Que é que nos leva a dizer de certas obras que são literatura?
O texto de Augusto Abelaira a seguir reproduzido começa com esta interrogação -- e termina com várias outras. Pelo meio, problematizações muito interessantes do fenómeno literário. Mais perguntas do que respostas, que o saudoso Augusto Abelaira publicou na sua secção Ao Pé das Letras, no JL nº 104, de 3 a 9 de Julho de 1984.
Que é que nos leva a dizer de certas obras que são literatura, negando a outras igual classificação? Falar na qualidade nada resolve, como se sabe. E a pergunta torna-se ainda mais perturbadora se considerarmos que um texto, o mesmo texto, pode começar por não ser literatura e, depois, transformar-se nela.
Dou um exemplo: em A Queda dum Anjo encontramos alguns parágrafos geniais, incluídos no discurso que uma das personagens da novela pronuncia no parlamento. Mas quando acabamos a leitura, fascinados pela arte de Camilo, caímos das nuvens: o autor confessa que se limitou a transcrever de um ministro da Justiça aqueles parágrafos.
E aqui está: aquele mesmo texto que, escrito pelo ministro, não era literatura mas um conjunto de disparates, transformou-se em literatura. Apenas porque foi transcrito por um grande escritor e porque mudou de local? Que diabo, as frases não são exactamente as mesmas? As coisas podem ser e deixar de ser assim tão simplesmente?
Exemplo às avessas, o panfleto de Swift a aconselhar que se comessem as crianças irlandesas, ainda hoje considerado uma obra-prima literária. Mas se supusermos que ele foi escrito «a sério», então deixará de ser uma obra-prima literária.
Simplesmente: como sabemos nós que não foi escrito «a sério» ou que a sua seriedade se coloca num plano estranho à seriedade habitual? A verdade é que no referido texto nada se diz sobre isso e temos de recorrer a outras fontes. Donde concluo: para saber se uma dada obra é ou não literatura necessitamos de informações suplementares, fora do texto, que nos expliquem as intenções do autor e as condições em que foram publicadas? Esta resposta que articulo sob forma interrogativa parece-me algo insatisfatória, mas, francamente, não conheço outra.
O Diário da República acaba de publicar um louvor do ministro José Augusto Seabra. Como todos os louvores, louva. Quem? Duas pobres criancinhas, «pela coragem e abnegação que demonstraram no cumprimento de um dever legal e cívico» — o que as obriga a andar quatro horas a pé, todos os dias, «correndo riscos de saúde e de vida». De certo porque previamente se informou de que elas cumprem esse dever espontaneamente e não sob a ameaça de castigos paternos, o ministro oferece-lhes além do louvor os livros e o material didáctico necessários, já que oferecer-lhes um autocarro seria excessivo.

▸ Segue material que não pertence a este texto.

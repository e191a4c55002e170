//! Decoder for Minecraft's Named Binary Tag format: a tagged tree of typed
//! values, each serialized as `tag_id | name_len: u16be | name | payload`.
//!
//! The decoder is pure: it borrows nothing from its input past the call.

use std::collections::BTreeMap;
use std::io::{self, Read, Write};

use byteorder::{BigEndian, ReadBytesExt, WriteBytesExt};
use flate2::read::{GzDecoder, ZlibDecoder};
use flate2::write::{GzEncoder, ZlibEncoder};
use flate2::Compression as Flate2Compression;

const TAG_END: u8 = 0;
const TAG_BYTE: u8 = 1;
const TAG_SHORT: u8 = 2;
const TAG_INT: u8 = 3;
const TAG_LONG: u8 = 4;
const TAG_FLOAT: u8 = 5;
const TAG_DOUBLE: u8 = 6;
const TAG_BYTE_ARRAY: u8 = 7;
const TAG_STRING: u8 = 8;
const TAG_LIST: u8 = 9;
const TAG_COMPOUND: u8 = 10;
const TAG_INT_ARRAY: u8 = 11;
const TAG_LONG_ARRAY: u8 = 12;

#[derive(Debug, thiserror::Error)]
pub enum NbtError {
    #[error("truncated NBT stream: wanted {wanted} bytes, had {available}")]
    Truncated { wanted: usize, available: usize },
    #[error("unknown NBT tag id {0}")]
    UnknownTag(u8),
    #[error("declared length {len} exceeds remaining input")]
    LengthOverflow { len: i64 },
    #[error("invalid UTF-8 in NBT string")]
    InvalidString,
    #[error("I/O error decompressing NBT stream: {0}")]
    Io(#[from] io::Error),
}

type Result<T> = std::result::Result<T, NbtError>;

/// How the raw chunk blob is compressed, per the region-file blob header.
#[derive(Debug, Clone, Copy, PartialEq, Eq)]
pub enum Compression {
    Gzip,
    Zlib,
    Uncompressed,
}

/// A decoded NBT value.
#[derive(Debug, Clone, PartialEq)]
pub enum Tag {
    Byte(i8),
    Short(i16),
    Int(i32),
    Long(i64),
    Float(f32),
    Double(f64),
    ByteArray(Vec<i8>),
    String(String),
    List(Vec<Tag>),
    Compound(Compound),
    IntArray(Vec<i32>),
    LongArray(Vec<i64>),
}

/// An ordered `name -> Tag` mapping (order preserved so re-encoding is
/// byte-identical to the original stream).
#[derive(Debug, Clone, Default, PartialEq)]
pub struct Compound {
    entries: Vec<(String, Tag)>,
}

impl Compound {
    pub fn new() -> Self {
        Self::default()
    }

    pub fn insert(&mut self, name: impl Into<String>, tag: Tag) {
        self.entries.push((name.into(), tag));
    }

    pub fn get(&self, name: &str) -> Option<&Tag> {
        self.entries.iter().find(|(n, _)| n == name).map(|(_, t)| t)
    }

    pub fn iter(&self) -> impl Iterator<Item = &(String, Tag)> {
        self.entries.iter()
    }

    pub fn get_i8(&self, name: &str) -> Option<i8> {
        match self.get(name) {
            Some(Tag::Byte(v)) => Some(*v),
            _ => None,
        }
    }

    pub fn get_i32(&self, name: &str) -> Option<i32> {
        match self.get(name) {
            Some(Tag::Int(v)) => Some(*v),
            _ => None,
        }
    }

    pub fn get_i64_array(&self, name: &str) -> Option<&[i64]> {
        match self.get(name) {
            Some(Tag::LongArray(v)) => Some(v),
            _ => None,
        }
    }

    pub fn get_str(&self, name: &str) -> Option<&str> {
        match self.get(name) {
            Some(Tag::String(v)) => Some(v),
            _ => None,
        }
    }

    pub fn get_compound(&self, name: &str) -> Option<&Compound> {
        match self.get(name) {
            Some(Tag::Compound(c)) => Some(c),
            _ => None,
        }
    }

    pub fn get_list(&self, name: &str) -> Option<&[Tag]> {
        match self.get(name) {
            Some(Tag::List(v)) => Some(v),
            _ => None,
        }
    }
}

/// Decodes a chunk's tagged binary blob into a tree of typed values.
pub fn decode(bytes: &[u8], compression: Compression) -> Result<Compound> {
    let decompressed;
    let plain = match compression {
        Compression::Uncompressed => bytes,
        Compression::Gzip => {
            let mut out = Vec::new();
            GzDecoder::new(bytes).read_to_end(&mut out)?;
            decompressed = out;
            &decompressed
        }
        Compression::Zlib => {
            let mut out = Vec::new();
            ZlibDecoder::new(bytes).read_to_end(&mut out)?;
            decompressed = out;
            &decompressed
        }
    };

    let mut cursor = Cursor { data: plain, pos: 0 };
    let (_name, tag_id) = cursor.read_named_tag_header()?;
    if tag_id != TAG_COMPOUND {
        // Not invalid per se by NBT's grammar, but every caller in this
        // crate expects a compound root.
        return Err(NbtError::UnknownTag(tag_id));
    }
    cursor.read_compound_payload()
}

struct Cursor<'a> {
    data: &'a [u8],
    pos: usize,
}

impl<'a> Cursor<'a> {
    fn need(&self, n: usize) -> Result<()> {
        if self.pos + n > self.data.len() {
            Err(NbtError::Truncated {
                wanted: n,
                available: self.data.len().saturating_sub(self.pos),
            })
        } else {
            Ok(())
        }
    }

    fn take(&mut self, n: usize) -> Result<&'a [u8]> {
        self.need(n)?;
        let slice = &self.data[self.pos..self.pos + n];
        self.pos += n;
        Ok(slice)
    }

    fn read_u8(&mut self) -> Result<u8> {
        Ok(self.take(1)?[0])
    }

    fn read_i8(&mut self) -> Result<i8> {
        Ok(self.read_u8()? as i8)
    }

    fn read_i16(&mut self) -> Result<i16> {
        Ok(i16::from_be_bytes(self.take(2)?.try_into().unwrap()))
    }

    fn read_i32(&mut self) -> Result<i32> {
        Ok(i32::from_be_bytes(self.take(4)?.try_into().unwrap()))
    }

    fn read_i64(&mut self) -> Result<i64> {
        Ok(i64::from_be_bytes(self.take(8)?.try_into().unwrap()))
    }

    fn read_f32(&mut self) -> Result<f32> {
        Ok(f32::from_be_bytes(self.take(4)?.try_into().unwrap()))
    }

    fn read_f64(&mut self) -> Result<f64> {
        Ok(f64::from_be_bytes(self.take(8)?.try_into().unwrap()))
    }

    fn read_string(&mut self) -> Result<String> {
        let len = self.read_i16()? as u16 as usize;
        let bytes = self.take(len)?;
        String::from_utf8(bytes.to_vec()).map_err(|_| NbtError::InvalidString)
    }

    fn read_named_tag_header(&mut self) -> Result<(String, u8)> {
        let tag_id = self.read_u8()?;
        if tag_id == TAG_END {
            return Ok((String::new(), TAG_END));
        }
        let name = self.read_string()?;
        Ok((name, tag_id))
    }

    fn read_payload(&mut self, tag_id: u8) -> Result<Tag> {
        Ok(match tag_id {
            TAG_BYTE => Tag::Byte(self.read_i8()?),
            TAG_SHORT => Tag::Short(self.read_i16()?),
            TAG_INT => Tag::Int(self.read_i32()?),
            TAG_LONG => Tag::Long(self.read_i64()?),
            TAG_FLOAT => Tag::Float(self.read_f32()?),
            TAG_DOUBLE => Tag::Double(self.read_f64()?),
            TAG_BYTE_ARRAY => {
                let len = self.read_array_len()?;
                let bytes = self.take(len)?;
                Tag::ByteArray(bytes.iter().map(|&b| b as i8).collect())
            }
            TAG_STRING => Tag::String(self.read_string()?),
            TAG_LIST => {
                let elem_tag = self.read_u8()?;
                let len = self.read_array_len()?;
                let mut items = Vec::with_capacity(len.min(1 << 16));
                for _ in 0..len {
                    if elem_tag == TAG_END {
                        break;
                    }
                    items.push(self.read_payload(elem_tag)?);
                }
                Tag::List(items)
            }
            TAG_COMPOUND => Tag::Compound(self.read_compound_payload()?),
            TAG_INT_ARRAY => {
                let len = self.read_array_len()?;
                let mut v = Vec::with_capacity(len.min(1 << 16));
                for _ in 0..len {
                    v.push(self.read_i32()?);
                }
                Tag::IntArray(v)
            }
            TAG_LONG_ARRAY => {
                let len = self.read_array_len()?;
                let mut v = Vec::with_capacity(len.min(1 << 16));
                for _ in 0..len {
                    v.push(self.read_i64()?);
                }
                Tag::LongArray(v)
            }
            other => return Err(NbtError::UnknownTag(other)),
        })
    }

    fn read_array_len(&mut self) -> Result<usize> {
        let len = self.read_i32()?;
        if len < 0 || len as i64 > (self.data.len() - self.pos) as i64 {
            return Err(NbtError::LengthOverflow { len: len as i64 });
        }
        Ok(len as usize)
    }

    fn read_compound_payload(&mut self) -> Result<Compound> {
        let mut compound = Compound::new();
        loop {
            let (name, tag_id) = self.read_named_tag_header()?;
            if tag_id == TAG_END {
                break;
            }
            let payload = self.read_payload(tag_id)?;
            compound.insert(name, payload);
        }
        Ok(compound)
    }
}

/// Re-encodes a compound tree, used only by the round-trip test fixture.
pub fn encode(root: &Compound, compression: Compression) -> Result<Vec<u8>> {
    let mut plain = Vec::new();
    plain.write_u8(TAG_COMPOUND)?;
    write_string(&mut plain, "")?;
    write_compound_payload(&mut plain, root)?;

    Ok(match compression {
        Compression::Uncompressed => plain,
        Compression::Gzip => {
            let mut enc = GzEncoder::new(Vec::new(), Flate2Compression::default());
            enc.write_all(&plain)?;
            enc.finish()?
        }
        Compression::Zlib => {
            let mut enc = ZlibEncoder::new(Vec::new(), Flate2Compression::default());
            enc.write_all(&plain)?;
            enc.finish()?
        }
    })
}

fn write_string(out: &mut Vec<u8>, s: &str) -> Result<()> {
    out.write_u16::<BigEndian>(s.len() as u16)?;
    out.extend_from_slice(s.as_bytes());
    Ok(())
}

fn write_payload(out: &mut Vec<u8>, tag: &Tag) -> Result<()> {
    match tag {
        Tag::Byte(v) => out.write_i8(*v)?,
        Tag::Short(v) => out.write_i16::<BigEndian>(*v)?,
        Tag::Int(v) => out.write_i32::<BigEndian>(*v)?,
        Tag::Long(v) => out.write_i64::<BigEndian>(*v)?,
        Tag::Float(v) => out.write_f32::<BigEndian>(*v)?,
        Tag::Double(v) => out.write_f64::<BigEndian>(*v)?,
        Tag::ByteArray(v) => {
            out.write_i32::<BigEndian>(v.len() as i32)?;
            for b in v {
                out.write_i8(*b)?;
            }
        }
        Tag::String(v) => write_string(out, v)?,
        Tag::List(items) => {
            let elem_tag = items.first().map(tag_id_of).unwrap_or(TAG_END);
            out.write_u8(elem_tag)?;
            out.write_i32::<BigEndian>(items.len() as i32)?;
            for item in items {
                write_payload(out, item)?;
            }
        }
        Tag::Compound(c) => write_compound_payload(out, c)?,
        Tag::IntArray(v) => {
            out.write_i32::<BigEndian>(v.len() as i32)?;
            for i in v {
                out.write_i32::<BigEndian>(*i)?;
            }
        }
        Tag::LongArray(v) => {
            out.write_i32::<BigEndian>(v.len() as i32)?;
            for i in v {
                out.write_i64::<BigEndian>(*i)?;
            }
        }
    }
    Ok(())
}

fn write_compound_payload(out: &mut Vec<u8>, compound: &Compound) -> Result<()> {
    for (name, tag) in compound.iter() {
        out.write_u8(tag_id_of(tag))?;
        write_string(out, name)?;
        write_payload(out, tag)?;
    }
    out.write_u8(TAG_END)?;
    Ok(())
}

fn tag_id_of(tag: &Tag) -> u8 {
    match tag {
        Tag::Byte(_) => TAG_BYTE,
        Tag::Short(_) => TAG_SHORT,
        Tag::Int(_) => TAG_INT,
        Tag::Long(_) => TAG_LONG,
        Tag::Float(_) => TAG_FLOAT,
        Tag::Double(_) => TAG_DOUBLE,
        Tag::ByteArray(_) => TAG_BYTE_ARRAY,
        Tag::String(_) => TAG_STRING,
        Tag::List(_) => TAG_LIST,
        Tag::Compound(_) => TAG_COMPOUND,
        Tag::IntArray(_) => TAG_INT_ARRAY,
        Tag::LongArray(_) => TAG_LONG_ARRAY,
    }
}

/// Counts, per property key, the distinct values seen -- used by
/// `BlockStateRegistry` to report which keys a block kind recognizes.
pub fn collect_property_keys(palette: &[Tag]) -> BTreeMap<String, Vec<String>> {
    let mut out: BTreeMap<String, Vec<String>> = BTreeMap::new();
    for entry in palette {
        if let Tag::Compound(c) = entry {
            if let Some(Tag::Compound(props)) = c.get("Properties") {
                for (k, v) in props.iter() {
                    if let Tag::String(v) = v {
                        out.entry(k.clone()).or_default().push(v.clone());
                    }
                }
            }
        }
    }
    out
}

#[cfg(test)]
mod tests {
    use super::*;

    fn sample() -> Compound {
        let mut inner = Compound::new();
        inner.insert("Y", Tag::Byte(3));
        inner.insert("name", Tag::String("minecraft:stone".into()));

        let mut root = Compound::new();
        root.insert("DataVersion", Tag::Int(3465));
        root.insert("section", Tag::Compound(inner));
        root.insert("ids", Tag::LongArray(vec![1, 2, 3]));
        root.insert("list", Tag::List(vec![Tag::Int(1), Tag::Int(2)]));
        root
    }

    #[test]
    fn roundtrip_uncompressed() {
        let root = sample();
        let bytes = encode(&root, Compression::Uncompressed).unwrap();
        let decoded = decode(&bytes, Compression::Uncompressed).unwrap();
        assert_eq!(root, decoded);
    }

    #[test]
    fn roundtrip_gzip() {
        let root = sample();
        let bytes = encode(&root, Compression::Gzip).unwrap();
        let decoded = decode(&bytes, Compression::Gzip).unwrap();
        assert_eq!(root, decoded);
    }

    #[test]
    fn roundtrip_zlib() {
        let root = sample();
        let bytes = encode(&root, Compression::Zlib).unwrap();
        let decoded = decode(&bytes, Compression::Zlib).unwrap();
        assert_eq!(root, decoded);
    }

    #[test]
    fn truncated_input_is_reported() {
        let bytes = [TAG_COMPOUND, 0, 0]; // header says compound, then nothing
        let err = decode(&bytes, Compression::Uncompressed).unwrap_err();
        assert!(matches!(err, NbtError::Truncated { .. }));
    }

    #[test]
    fn unknown_tag_is_reported() {
        let bytes = [TAG_COMPOUND, 0, 0, 200, 0, 0];
        let err = decode(&bytes, Compression::Uncompressed).unwrap_err();
        assert!(matches!(err, NbtError::UnknownTag(200)));
    }

    #[test]
    fn byte_array_length_overflow_is_reported() {
        // tag=byte_array(7), name="" (len 0), declared array length huge
        let mut bytes = vec![TAG_COMPOUND, 0, 0];
        bytes.push(TAG_BYTE_ARRAY);
        bytes.extend_from_slice(&0u16.to_be_bytes());
        bytes.extend_from_slice(&i32::MAX.to_be_bytes());
        let err = decode(&bytes, Compression::Uncompressed).unwrap_err();
        assert!(matches!(err, NbtError::LengthOverflow { .. }));
    }
}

Ora bem: o gesto e a prosa de Seabra, em si mesmos, também são dignos de louvor, mas o texto, ao fim e ao cabo, não consegue ser literatura. Provoca uma certa emoção, talvez mesmo algum espanto (esse espanto que está na base da filosofia, como afirmava Aristóteles), mas não é literatura. E todavia...
Suponha-se que não foi escrito «a sério», que não foi publicado por um ministro no Diário da República. Que foi escrito pelo mesmo José Augusto Seabra para caricaturar um ministro e, então, ele passará a ser literatura e da boa; reveladora até de um grande sentido do humor. Como José Augusto Seabra também é escritor, ele poderá perfeitamente publicá-lo mais tarde, fora do presente contexto, nas suas obras completas — e será literatura. Digamos que é um texto recuperável se nos esquecermos das condições em que foi publicado e das intenções que o ditaram.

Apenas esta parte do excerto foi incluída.